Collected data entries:

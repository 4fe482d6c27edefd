use anyhow::Result;
use clap::{Parser, ValueEnum};

#[derive(Parser, Debug)]
#[command(
    name = "i18n-add-or-update",
    version,
    about = "Add or update translations for every locale from one editor session"
)]
struct Cli {
    /// Number of key blocks to prepare in the scratch file
    #[arg(
        short = 'n',
        long = "count",
        default_value_t = i18n_add_or_update::DEFAULT_EXPECTED_TRANSLATIONS
    )]
    count: usize,

    /// Editor command (overrides settings, $VISUAL and $EDITOR)
    #[arg(short = 'e', long = "editor")]
    editor: Option<String>,

    /// Directory holding the <locale>.yml files
    #[arg(short = 'd', long = "locales-dir")]
    locales_dir: Option<String>,

    /// Read extra settings from a local TOML file
    #[arg(short = 'r', long = "read-settings")]
    read_settings: Option<String>,

    /// Print the entered translations as JSON instead of writing locale files
    #[arg(long = "print-json")]
    print_json: bool,

    /// Summary format
    #[arg(long = "format", value_enum, default_value = "text")]
    format: FormatArg,

    /// Do not print the editor hint line
    #[arg(long = "no-hint")]
    no_hint: bool,

    /// Enable verbose logging
    #[arg(long = "verbose")]
    verbose: bool,
}

#[derive(ValueEnum, Clone, Copy, Debug)]
enum FormatArg {
    Text,
    Json,
}

impl From<FormatArg> for i18n_add_or_update::ReportFormat {
    fn from(value: FormatArg) -> Self {
        match value {
            FormatArg::Text => Self::Text,
            FormatArg::Json => Self::Json,
        }
    }
}

fn main() -> Result<()> {
    let cli = Cli::parse();
    i18n_add_or_update::logging::init(cli.verbose)?;

    let output = i18n_add_or_update::run(i18n_add_or_update::Config {
        count: cli.count,
        editor: cli.editor,
        locales_dir: cli.locales_dir,
        settings_path: cli.read_settings,
        print_json: cli.print_json,
        report_format: cli.format.into(),
        interactive: !cli.no_hint,
    })?;

    println!("{}", output);
    Ok(())
}
use anyhow::{anyhow, Context, Result};
use std::fs;
use std::io::{self, Write};
use std::path::Path;
use std::process::Command;
use tempfile::NamedTempFile;
use tracing::info;

use crate::locales::LocaleSet;
use crate::translations::{self, TranslationRecord};

const FALLBACK_EDITOR: &str = "vim";
const WAITING_HINT: &str = "hint: Waiting for your editor to close the file...";

/// Opens a file for the user and returns once they are done with it.
pub trait Editor {
    fn edit(&self, path: &Path) -> Result<()>;
}

/// Runs an editor command line through the platform shell, so values such
/// as `code --wait` keep their arguments.
#[derive(Debug, Clone)]
pub struct CommandEditor {
    command: String,
}

impl CommandEditor {
    pub fn new(command: impl Into<String>) -> Self {
        Self {
            command: command.into(),
        }
    }

    /// Picks the first non-empty of `configured`, `$VISUAL`, `$EDITOR`, then
    /// falls back to `vim`.
    pub fn resolve(configured: Option<&str>) -> Self {
        let from_env = |name: &str| std::env::var(name).ok();
        let command = [
            configured.map(str::to_string),
            from_env("VISUAL"),
            from_env("EDITOR"),
        ]
        .into_iter()
        .flatten()
        .map(|value| value.trim().to_string())
        .find(|value| !value.is_empty())
        .unwrap_or_else(|| FALLBACK_EDITOR.to_string());
        Self::new(command)
    }

    pub fn command(&self) -> &str {
        &self.command
    }

    fn shell_command(&self, path: &Path) -> Command {
        if cfg!(windows) {
            let mut command = Command::new("cmd");
            command
                .arg("/C")
                .arg(format!("{} \"{}\"", self.command, path.display()));
            command
        } else {
            let mut command = Command::new("sh");
            command
                .arg("-c")
                .arg(format!("{} \"$1\"", self.command))
                .arg("editor")
                .arg(path);
            command
        }
    }
}

impl Editor for CommandEditor {
    fn edit(&self, path: &Path) -> Result<()> {
        info!(editor = %self.command, path = %path.display(), "launching editor");
        let status = self
            .shell_command(path)
            .status()
            .with_context(|| format!("failed to launch editor '{}'", self.command))?;
        if !status.success() {
            return Err(anyhow!(
                "editor '{}' exited with {}",
                self.command,
                status
            ));
        }
        Ok(())
    }
}

/// Whether the session talks to a terminal user.
#[derive(Debug, Clone, Copy, PartialEq, Eq)]
pub enum Interaction {
    Interactive,
    Quiet,
}

/// A uniquely named scratch file that is removed when dropped.
#[derive(Debug)]
pub struct ScratchFile {
    file: NamedTempFile,
}

impl ScratchFile {
    pub fn create(content: &str) -> Result<Self> {
        let mut file = tempfile::Builder::new()
            .prefix("translations-")
            .suffix(".txt")
            .tempfile()
            .with_context(|| "failed to create scratch file")?;
        let path = file.path().to_path_buf();
        file.write_all(content.as_bytes())
            .and_then(|()| file.flush())
            .with_context(|| format!("failed to write scratch file: {}", path.display()))?;
        Ok(Self { file })
    }

    pub fn path(&self) -> &Path {
        self.file.path()
    }

    /// Reads the file by path, since editors often replace it instead of
    /// writing in place.
    pub fn read(&self) -> Result<String> {
        fs::read_to_string(self.path())
            .with_context(|| format!("failed to read scratch file: {}", self.path().display()))
    }

    pub fn close(self) -> Result<()> {
        let path = self.path().to_path_buf();
        self.file
            .close()
            .with_context(|| format!("failed to remove scratch file: {}", path.display()))
    }
}

/// Writes the template, lets the user fill it in and returns the cleaned
/// batch. The scratch file is gone afterwards, also when the editor fails.
pub fn fetch_translations<E: Editor + ?Sized>(
    editor: &E,
    locales: &LocaleSet,
    expected: usize,
    interaction: Interaction,
) -> Result<Vec<TranslationRecord>> {
    let scratch = ScratchFile::create(&translations::render_template(locales, expected))?;

    if interaction == Interaction::Interactive {
        let mut stderr = io::stderr();
        writeln!(stderr, "{}", WAITING_HINT)?;
        stderr.flush()?;
    }
    let edited = editor.edit(scratch.path());
    if interaction == Interaction::Interactive {
        // cursor up one line, then clear it
        let mut stderr = io::stderr();
        write!(stderr, "\x1b[A\x1b[K")?;
        stderr.flush()?;
    }
    edited?;

    let content = scratch.read()?;
    scratch.close()?;

    let parsed = translations::parse_user_input(&content, locales);
    Ok(translations::clean_translations(parsed))
}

WHAT TO WORK ON
Return every entry verbatim.

RESPONSE BELOW
repository 4fe482d6c27edefd
use anyhow::Result;
use clap::{Parser, ValueEnum};

#[derive(Parser, Debug)]
#[command(
    name = "i18n-add-or-update",
    version,
    about = "Add or update translations for every locale from one editor session"
)]
struct Cli {
    /// Number of key blocks to prepare in the scratch file
    #[arg(
        short = 'n',
        long = "count",
        default_value_t = i18n_add_or_update::DEFAULT_EXPECTED_TRANSLATIONS
    )]
    count: usize,

    /// Editor command (overrides settings, $VISUAL and $EDITOR)
    #[arg(short = 'e', long = "editor")]
    editor: Option<String>,

    /// Directory holding the <locale>.yml files
    #[arg(short = 'd', long = "locales-dir")]
    locales_dir: Option<String>,

    /// Read extra settings from a local TOML file
    #[arg(short = 'r', long = "read-settings")]
    read_settings: Option<String>,

    /// Print the entered translations as JSON instead of writing locale files
    #[arg(long = "print-json")]
    print_json: bool,

    /// Summary format
    #[arg(long = "format", value_enum, default_value = "text")]
    format: FormatArg,

    /// Do not print the editor hint line
    #[arg(long = "no-hint")]
    no_hint: bool,

    /// Enable verbose logging
    #[arg(long = "verbose")]
    verbose: bool,
}

#[derive(ValueEnum, Clone, Copy, Debug)]
enum FormatArg {
    Text,
    Json,
}

impl From<FormatArg> for i18n_add_or_update::ReportFormat {
    fn from(value: FormatArg) -> Self {
        match value {
            FormatArg::Text => Self::Text,
            FormatArg::Json => Self::Json,
        }
    }
}

fn main() -> Result<()> {
    let cli = Cli::parse();
    i18n_add_or_update::logging::init(cli.verbose)?;

    let output = i18n_add_or_update::run(i18n_add_or_update::Config {
        count: cli.count,
        editor: cli.editor,
        locales_dir: cli.locales_dir,
        settings_path: cli.read_settings,
        print_json: cli.print_json,
        report_format: cli.format.into(),
        interactive: !cli.no_hint,
    })?;

    println!("{}", output);
    Ok(())
}
use anyhow::{anyhow, Context, Result};
use std::fs;
use std::io::{self, Write};
use std::path::Path;
use std::process::Command;
use tempfile::NamedTempFile;
use tracing::info;

use crate::locales::LocaleSet;
use crate::translations::{self, TranslationRecord};

const FALLBACK_EDITOR: &str = "vim";
const WAITING_HINT: &str = "hint: Waiting for your editor to close the file...";

/// Opens a file for the user and returns once they are done with it.
pub trait Editor {
    fn edit(&self, path: &Path) -> Result<()>;
}

/// Runs an editor command line through the platform shell, so values such
/// as `code --wait` keep their arguments.
#[derive(Debug, Clone)]
pub struct CommandEditor {
    command: String,
}

impl CommandEditor {
    pub fn new(command: impl Into<String>) -> Self {
        Self {
            command: command.into(),
        }
    }

    /// Picks the first non-empty of `configured`, `$VISUAL`, `$EDITOR`, then
    /// falls back to `vim`.
    pub fn resolve(configured: Option<&str>) -> Self {
        let from_env = |name: &str| std::env::var(name).ok();
        let command = [
            configured.map(str::to_string),
            from_env("VISUAL"),
            from_env("EDITOR"),
        ]
        .into_iter()
        .flatten()
        .map(|value| value.trim().to_string())
        .find(|value| !value.is_empty())
        .unwrap_or_else(|| FALLBACK_EDITOR.to_string());
        Self::new(command)
    }

    pub fn command(&self) -> &str {
        &self.command
    }

    fn shell_command(&self, path: &Path) -> Command {
        if cfg!(windows) {
            let mut command = Command::new("cmd");
            command
                .arg("/C")
                .arg(format!("{} \"{}\"", self.command, path.display()));
            command
        } else {
            let mut command = Command::new("sh");
            command
                .arg("-c")
                .arg(format!("{} \"$1\"", self.command))
                .arg("editor")
                .arg(path);
            command
        }
    }
}

impl Editor for CommandEditor {
    fn edit(&self, path: &Path) -> Result<()> {
        info!(editor = %self.command, path = %path.display(), "launching editor");
        let status = self
            .shell_command(path)
            .status()
            .with_context(|| format!("failed to launch editor '{}'", self.command))?;
        if !status.success() {
            return Err(anyhow!(
                "editor '{}' exited with {}",
                self.command,
                status
            ));
        }
        Ok(())
    }
}

/// Whether the session talks to a terminal user.
#[derive(Debug, Clone, Copy, PartialEq, Eq)]
pub enum Interaction {
    Interactive,
    Quiet,
}

/// A uniquely named scratch file that is removed when dropped.
#[derive(Debug)]
pub struct ScratchFile {
    file: NamedTempFile,
}

impl ScratchFile {
    pub fn create(content: &str) -> Result<Self> {
        let mut file = tempfile::Builder::new()
            .prefix("translations-")
            .suffix(".txt")
            .tempfile()
            .with_context(|| "failed to create scratch file")?;
        let path = file.path().to_path_buf();
        file.write_all(content.as_bytes())
            .and_then(|()| file.flush())
            .with_context(|| format!("failed to write scratch file: {}", path.display()))?;
        Ok(Self { file })
    }

    pub fn path(&self) -> &Path {
        self.file.path()
    }

    /// Reads the file by path, since editors often replace it instead of
    /// writing in place.
    pub fn read(&self) -> Result<String> {
        fs::read_to_string(self.path())
            .with_context(|| format!("failed to read scratch file: {}", self.path().display()))
    }

    pub fn close(self) -> Result<()> {
        let path = self.path().to_path_buf();
        self.file
            .close()
            .with_context(|| format!("failed to remove scratch file: {}", path.display()))
    }
}

/// Writes the template, lets the user fill it in and returns the cleaned
/// batch. The scratch file is gone afterwards, also when the editor fails.
pub fn fetch_translations<E: Editor + ?Sized>(
    editor: &E,
    locales: &LocaleSet,
    expected: usize,
    interaction: Interaction,
) -> Result<Vec<TranslationRecord>> {
    let scratch = ScratchFile::create(&translations::render_template(locales, expected))?;

    if interaction == Interaction::Interactive {
        let mut stderr = io::stderr();
        writeln!(stderr, "{}", WAITING_HINT)?;
        stderr.flush()?;
    }
    let edited = editor.edit(scratch.path());
    if interaction == Interaction::Interactive {
        // cursor up one line, then clear it
        let mut stderr = io::stderr();
        write!(stderr, "\x1b[A\x1b[K")?;
        stderr.flush()?;
    }
    edited?;

    let content = scratch.read()?;
    scratch.close()?;

    let parsed = translations::parse_user_input(&content, locales);
    Ok(translations::clean_translations(parsed))
}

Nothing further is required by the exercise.